Bazen oynadığınız karakterlerle hayalleriniz bir olur. Bizim Jülide ile yolculuğumuz söylediğiniz gibi birdi. İlk işimde hayalleri benimle aynı olan ve bana çok benzeyen bir karakteri oynamak şanstı benim için. Oyunculuk zor bir yolculuk tabii ki engel ve zorluklarla karşılaştım ve karşılaşmaya da devam edeceğim elbet. Ama vazgeçmek yok…

Nazlı Senem Ünal

Üç Kız Kardeş’te canlandırdığınız Mine karakteriyle dikkat çekiyorsunuz. Diziye katılma süreciniz nasıl ilerledi?

Menajerim Tümay Özokur beni arayarak projeden bahsetti ve yapımcımız İnci Gündoğdu ile tanışmaya gideceğimizi söyledi. Çok heyecan verici bir buluşmaydı benim için. Görüşme sonrası Üç Kız Kardeş ve Kalbimin Can Mayası romanlarını bir nefeste okudum. Harika anlatılmış bir yaşamöyküsüydü ve kim okusa bu hikâyede yer almak isterdi. İclal ablanın (Aydın) yüreğine ve emeğine sağlık… Mine kitapta çok geçmeyen bir karakterdi, o yüzden onun hikâyesinin nasıl olacağını, nasıl yazılacağını çok merak etmiştim.
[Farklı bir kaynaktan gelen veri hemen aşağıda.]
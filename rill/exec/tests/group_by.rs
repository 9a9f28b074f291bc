// Licensed to the Apache Software Foundation (ASF) under one
// or more contributor license agreements.  See the NOTICE file
// distributed with this work for additional information
// regarding copyright ownership.  The ASF licenses this file
// to you under the Apache License, Version 2.0 (the
// "License"); you may not use this file except in compliance
// with the License.  You may obtain a copy of the License at
//
//   http://www.apache.org/licenses/LICENSE-2.0
//
// Unless required by applicable law or agreed to in writing,
// software distributed under the License is distributed on an
// "AS IS" BASIS, WITHOUT WARRANTIES OR CONDITIONS OF ANY
// KIND, either express or implied.  See the License for the
// specific language governing permissions and limitations
// under the License.

//! End-to-end tests for the streaming aggregation operator

use std::sync::atomic::{AtomicUsize, Ordering};
use std::sync::Arc;

use rand::Rng;
use rill_common::{CollationId, Result, RillError, Row, Value};
use rill_exec::aggregates::{
    distinct::DistinctKeyDesc, AggregateCursor, AggregateKind, AggregateSpec, GroupExpr,
    PayloadKind,
};
use rill_exec::blob::{BlobStore, InMemoryBlobStore};
use rill_exec::collation::BuiltinCollator;
use rill_exec::cursor::{MemoryCursor, RecordCursor};
use rill_exec::expr::{Column, Literal};
use rill_exec::scheduler::{NoopScheduler, Scheduler};
use rill_exec::sort::{InMemorySortSpace, SortSpace};
use rill_exec::ExecContext;

fn init_logs() {
    let _ = env_logger::builder().is_test(true).try_init();
}

fn int_rows(rows: &[&[Option<i64>]]) -> Vec<Row> {
    rows.iter()
        .map(|row| Row::from_values(row.iter().map(|v| v.map(Value::int64)).collect()))
        .collect()
}

fn drain(cursor: &mut AggregateCursor) -> Vec<Vec<Option<Value>>> {
    let mut out = Vec::new();
    while let Some(row) = cursor.next().unwrap() {
        out.push(row.into_values());
    }
    out
}

/// An execution context whose in-memory capabilities stay observable.
struct Harness {
    sorts: Arc<InMemorySortSpace>,
    blobs: Arc<InMemoryBlobStore>,
    ctx: Arc<ExecContext>,
}

impl Harness {
    fn new() -> Self {
        Harness::with_sorts(Arc::new(InMemorySortSpace::new()))
    }

    fn with_sorts(sorts: Arc<InMemorySortSpace>) -> Self {
        let blobs = Arc::new(InMemoryBlobStore::new());
        let ctx = Arc::new(ExecContext::new(
            Arc::clone(&sorts) as Arc<dyn SortSpace>,
            Arc::clone(&blobs) as Arc<dyn BlobStore>,
            Arc::new(BuiltinCollator),
            Arc::new(NoopScheduler),
        ));
        Harness { sorts, blobs, ctx }
    }

    fn assert_clean(&self) {
        assert_eq!(self.sorts.open_runs(), 0, "distinct sort left open");
        assert_eq!(self.blobs.open_writers(), 0, "blob writer left open");
    }
}

fn int_distinct_key() -> DistinctKeyDesc {
    DistinctKeyDesc::new(PayloadKind::Int64 { scale: 0 })
}

#[test]
fn empty_input_without_grouping_emits_identity_row() -> Result<()> {
    init_logs();
    let harness = Harness::new();
    let mut cursor = AggregateCursor::try_new(
        Box::new(MemoryCursor::new(Vec::new())),
        Vec::new(),
        vec![
            AggregateSpec::new(AggregateKind::CountAll, None, 0),
            AggregateSpec::new(AggregateKind::SumInt, Some(Arc::new(Column::new(0))), 1),
            AggregateSpec::new(AggregateKind::Min, Some(Arc::new(Column::new(0))), 2),
        ],
        3,
        Arc::clone(&harness.ctx),
    )?;

    cursor.open()?;
    let row = cursor.next()?.expect("one identity row");
    assert_eq!(row.values(), &[Some(Value::int64(0)), None, None]);
    assert!(cursor.next()?.is_none());
    assert!(cursor.next()?.is_none());
    cursor.close();
    harness.assert_clean();
    Ok(())
}

#[test]
fn empty_input_with_grouping_emits_nothing() -> Result<()> {
    let harness = Harness::new();
    let mut cursor = AggregateCursor::try_new(
        Box::new(MemoryCursor::new(Vec::new())),
        vec![GroupExpr::new(Arc::new(Column::new(0))).with_output(0)],
        vec![AggregateSpec::new(
            AggregateKind::CountDistinct,
            Some(Arc::new(Column::new(0))),
            1,
        )
        .with_distinct_key(int_distinct_key())],
        2,
        Arc::clone(&harness.ctx),
    )?;

    cursor.open()?;
    assert!(cursor.next()?.is_none());
    // the distinct sort opened for the first group must be gone again
    harness.assert_clean();
    cursor.close();
    Ok(())
}

#[test]
fn single_group_with_mixed_nulls() -> Result<()> {
    let harness = Harness::new();
    let child = MemoryCursor::new(int_rows(&[
        &[Some(1), Some(10)],
        &[Some(1), None],
        &[Some(1), Some(30)],
    ]));
    let mut cursor = AggregateCursor::try_new(
        Box::new(child),
        vec![GroupExpr::new(Arc::new(Column::new(0))).with_output(0)],
        vec![
            AggregateSpec::new(AggregateKind::Count, Some(Arc::new(Column::new(1))), 1),
            AggregateSpec::new(AggregateKind::SumInt, Some(Arc::new(Column::new(1))), 2),
            AggregateSpec::new(AggregateKind::AvgInt, Some(Arc::new(Column::new(1))), 3),
        ],
        4,
        Arc::clone(&harness.ctx),
    )?;

    cursor.open()?;
    assert_eq!(
        drain(&mut cursor),
        vec![vec![
            Some(Value::int64(1)),
            Some(Value::int64(2)),
            Some(Value::int64(40)),
            Some(Value::int64(20)),
        ]]
    );
    cursor.close();
    harness.assert_clean();
    Ok(())
}

#[test]
fn multiple_groups_including_an_all_null_one() -> Result<()> {
    let harness = Harness::new();
    let child = MemoryCursor::new(int_rows(&[
        &[Some(1), Some(5)],
        &[Some(1), Some(7)],
        &[Some(2), Some(3)],
        &[Some(2), Some(3)],
        &[Some(3), None],
    ]));
    let mut cursor = AggregateCursor::try_new(
        Box::new(child),
        vec![GroupExpr::new(Arc::new(Column::new(0))).with_output(0)],
        vec![
            AggregateSpec::new(AggregateKind::Count, Some(Arc::new(Column::new(1))), 1),
            AggregateSpec::new(AggregateKind::SumInt, Some(Arc::new(Column::new(1))), 2),
        ],
        3,
        Arc::clone(&harness.ctx),
    )?;

    cursor.open()?;
    assert_eq!(
        drain(&mut cursor),
        vec![
            vec![
                Some(Value::int64(1)),
                Some(Value::int64(2)),
                Some(Value::int64(12))
            ],
            vec![
                Some(Value::int64(2)),
                Some(Value::int64(2)),
                Some(Value::int64(6))
            ],
            vec![Some(Value::int64(3)), Some(Value::int64(0)), None],
        ]
    );
    cursor.close();
    harness.assert_clean();
    Ok(())
}

#[test]
fn distinct_aggregates_over_a_single_group() -> Result<()> {
    let harness = Harness::new();
    let child = MemoryCursor::new(int_rows(&[
        &[Some(1)],
        &[Some(2)],
        &[Some(2)],
        &[Some(3)],
        &[Some(1)],
    ]));
    let mut cursor = AggregateCursor::try_new(
        Box::new(child),
        Vec::new(),
        vec![
            AggregateSpec::new(
                AggregateKind::SumIntDistinct,
                Some(Arc::new(Column::new(0))),
                0,
            )
            .with_distinct_key(int_distinct_key()),
            AggregateSpec::new(
                AggregateKind::CountDistinct,
                Some(Arc::new(Column::new(0))),
                1,
            )
            .with_distinct_key(int_distinct_key()),
        ],
        2,
        Arc::clone(&harness.ctx),
    )?;

    cursor.open()?;
    assert_eq!(
        drain(&mut cursor),
        vec![vec![Some(Value::int64(6)), Some(Value::int64(3))]]
    );
    cursor.close();
    harness.assert_clean();
    Ok(())
}

#[test]
fn distinct_average_per_group() -> Result<()> {
    let harness = Harness::new();
    let child = MemoryCursor::new(int_rows(&[
        &[Some(1), Some(10)],
        &[Some(1), Some(10)],
        &[Some(1), Some(40)],
        &[Some(2), None],
    ]));
    let mut cursor = AggregateCursor::try_new(
        Box::new(child),
        vec![GroupExpr::new(Arc::new(Column::new(0))).with_output(0)],
        vec![AggregateSpec::new(
            AggregateKind::AvgIntDistinct,
            Some(Arc::new(Column::new(1))),
            1,
        )
        .with_distinct_key(int_distinct_key())],
        2,
        Arc::clone(&harness.ctx),
    )?;

    cursor.open()?;
    assert_eq!(
        drain(&mut cursor),
        vec![
            // (10 + 40) / 2 unique values
            vec![Some(Value::int64(1)), Some(Value::int64(25))],
            vec![Some(Value::int64(2)), None],
        ]
    );
    cursor.close();
    harness.assert_clean();
    Ok(())
}

#[test]
fn list_aggregate_builds_a_blob() -> Result<()> {
    let harness = Harness::new();
    let child = MemoryCursor::new(vec![
        Row::from_values(vec![Some(Value::text("a"))]),
        Row::from_values(vec![Some(Value::text("b"))]),
        Row::from_values(vec![None]),
        Row::from_values(vec![Some(Value::text("c"))]),
    ]);
    let mut cursor = AggregateCursor::try_new(
        Box::new(child),
        Vec::new(),
        vec![AggregateSpec::new(
            AggregateKind::List,
            Some(Arc::new(Column::new(0))),
            0,
        )
        .with_delimiter(Arc::new(Literal::new(Some(Value::text(", ")))))],
        1,
        Arc::clone(&harness.ctx),
    )?;

    cursor.open()?;
    let rows = drain(&mut cursor);
    let blob = match &rows[0][0] {
        Some(Value::Blob { id, .. }) => harness.blobs.read(*id)?,
        other => panic!("expected a blob, got {other:?}"),
    };
    assert_eq!(blob, b"a, b, c");
    cursor.close();
    harness.assert_clean();
    Ok(())
}

#[test]
fn list_with_null_delimiter_taints_to_null() -> Result<()> {
    let harness = Harness::new();
    // the delimiter is a column: "-" on the first row, NULL on the second
    let child = MemoryCursor::new(vec![
        Row::from_values(vec![Some(Value::text("a")), Some(Value::text("-"))]),
        Row::from_values(vec![Some(Value::text("b")), None]),
    ]);
    let mut cursor = AggregateCursor::try_new(
        Box::new(child),
        Vec::new(),
        vec![AggregateSpec::new(
            AggregateKind::List,
            Some(Arc::new(Column::new(0))),
            0,
        )
        .with_delimiter(Arc::new(Column::new(1)))],
        1,
        Arc::clone(&harness.ctx),
    )?;

    cursor.open()?;
    assert_eq!(drain(&mut cursor), vec![vec![None]]);
    assert_eq!(harness.blobs.blob_count(), 0);
    cursor.close();
    harness.assert_clean();
    Ok(())
}

#[test]
fn distinct_list_dedups_case_insensitively() -> Result<()> {
    let harness = Harness::new();
    let rows = ["b", "A", "a", "b"]
        .iter()
        .map(|v| {
            Row::from_values(vec![Some(Value::text_with_collation(
                *v,
                CollationId::CASE_INSENSITIVE,
            ))])
        })
        .collect();
    let mut cursor = AggregateCursor::try_new(
        Box::new(MemoryCursor::new(rows)),
        Vec::new(),
        vec![AggregateSpec::new(
            AggregateKind::ListDistinct,
            Some(Arc::new(Column::new(0))),
            0,
        )
        .with_delimiter(Arc::new(Literal::new(Some(Value::text(",")))))
        .with_distinct_key(
            DistinctKeyDesc::new(PayloadKind::Text {
                max_len: 4,
                collation: CollationId::CASE_INSENSITIVE,
            })
            .with_collation_key(),
        )],
        1,
        Arc::clone(&harness.ctx),
    )?;

    cursor.open()?;
    let rows = drain(&mut cursor);
    let blob = match &rows[0][0] {
        Some(Value::Blob { id, .. }) => harness.blobs.read(*id)?,
        other => panic!("expected a blob, got {other:?}"),
    };
    assert_eq!(blob, b"A,b");
    cursor.close();
    harness.assert_clean();
    Ok(())
}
Fakat Mine çok dişli bir karakter olarak yazıldı ve oyunculukta önümü çok açtı. Benim en güzel şanslarımdan biri oldu, kendimi geliştirmeme yardımcı olan bu karakteri oynadığım için mutlu hissediyorum.

Mine’den biraz söz edebilir misiniz? Televizyonda “kötü kadın”, “kötü adam” oynamanın dezavantajları olabiliyor. Seyirci, oyuncudan sürekli benzer tiplemeler görmeyi bekleyebiliyor, böyle bir çekinceniz oldu mu?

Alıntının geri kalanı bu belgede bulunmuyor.